A. Sie begründeten Ihre Beanstandung wie folgt:
Ich protestiere dagegen, dass die Rundschau-Redaktion per Twitter diese Frage diskutieren liess. Höchstens 3% der sogenannten Christen haben ein Verhältnis zur jüdischen Religion, welches der Bibel (AT und NT) entspricht. Die übrigen 97% kennen die Geschichte des jüdischen Volkes nicht, bzw. wollen sie in ihrem Judenhass nicht kennen lernen, dies meine Erfahrungen laufend auch wieder seit Oktober 2016 in der Stadt Zürich (Begleitung eines katholischen getauften Schwagers im Waid-Spital und dann im Pflegezentrum Entlisberg, Tod am 21.03.2017), und auch in der Region Aarau, wo ich als relativ Pensionierter immer mehr im interreligiösen Dialog bin. Die Muslime leiden in verschiedener Hinsicht unter der gotteslästerlichen Islamphobie der SVP und der EDU. Die Musliminnen und Muslime arbeiten zwar ganz normal und pflichtbewusst, zahlen Steuern und Prämien, und führen ein vorbildliches Familenleben, immer häufiger mit 3 Genrationen. Vor allem aus Mäulern von katholischen Frömmlerinnen und Frömmlerinnen aus svp-verseuchten Freikirchen kommt mir Hass entgegen, als hätten diese „Damen“ statt eines Gewissens ein Jauchefass mit „Säugülle“ in ihrem Inneren.

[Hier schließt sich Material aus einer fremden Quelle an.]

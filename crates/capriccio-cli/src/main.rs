//! Parse a feature document and print its structure.

use std::io::Write;
use std::path::PathBuf;

use clap::Parser;
use eyre::{Context, Result};

use capriccio_cli::config::{CliConfig, LogLevel, OutputFormat};
use capriccio_cli::error::CliError;
use capriccio_cli::input::{Source, load_feature};
use capriccio_cli::logging::init_logging;
use capriccio_cli::output::write_feature;

/// Parse a Gherkin feature document and print its structure.
#[derive(Parser, Debug)]
#[command(name = "capriccio", version, about)]
struct Args {
    /// Feature file to parse, or `-` for stdin.
    path: PathBuf,

    /// Log level (trace, debug, info, warn, error).
    #[arg(long)]
    log_level: Option<LogLevel>,

    /// Output format (summary, json).
    #[arg(long)]
    format: Option<OutputFormat>,
}

fn main() -> Result<()> {
    let args = Args::parse();

    let config = match build_config(&args) {
        Ok(config) => config,
        Err(e) => {
            init_logging(&CliConfig::default());
            tracing::error!(error = %e, "invalid configuration");
            std::process::exit(2);
        }
    };
    init_logging(&config);

    let feature = load_feature(&Source::from_arg(&args.path))?;
    let stdout = std::io::stdout();
    let mut writer = stdout.lock();
    write_feature(&mut writer, &feature, config.format)?;
    writer.flush().wrap_err("failed to flush stdout")
}

fn build_config(args: &Args) -> Result<CliConfig, CliError> {
    let config = CliConfig::from_env()?;
    Ok(config.apply_overrides(args.log_level, args.format))
}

Die Diskussion muss zwar geführt werden, und das Gespräch mit Herr M. Bollag war äusserst wertvoll. Aber wer Umfragen via Twitter, Facebook, usw. macht, handelt verantwortungslos, dies offenbar aus der Freiheit zur Zerstörung (bewusste Missachtung göttlicher Weisungen) heraus. Schon die Sendung über die Teufelsaustreibungen war verantwortungslos. Der Teufel sitzt in den katholischen Priestern, welche Kinder und Frauen geschändet haben, und sich hinter das Beichtgeheimnis verstecken können. Ähnliches gilt selbstverständlich auch für orthodoxe Rabbiner.

Bei der Hochzeit unserer Tochter in Israel im Juni 2007 durfte ich als Nichtjude alle Pflichten und Recht eines Brautvaters wahrnehmen Einzig das Gebet des Vaters übernahm der Studien-Pflegevater unserer Tochter. Bei der Beschneidung unseres Enkels im Februar 2014 war ich als Grossvater bei allen Festlichkeiten über mehrere Tage hinweg mittendrin, aber damals emotional total überfordert. Nun, mein Enkel liebt seinen Schweizer-Grossvater mit seinen komischen Sprache trotzdem mehr denn je.

Würde ich schweigen, müsste ich mein Gewissen vergewaltigen. Doch dazu bin ich definitiv nicht mehr bereit.

Ich bitte Sie, ein Verfahren gegen die Rundschau-Reaktion zu eröffnen.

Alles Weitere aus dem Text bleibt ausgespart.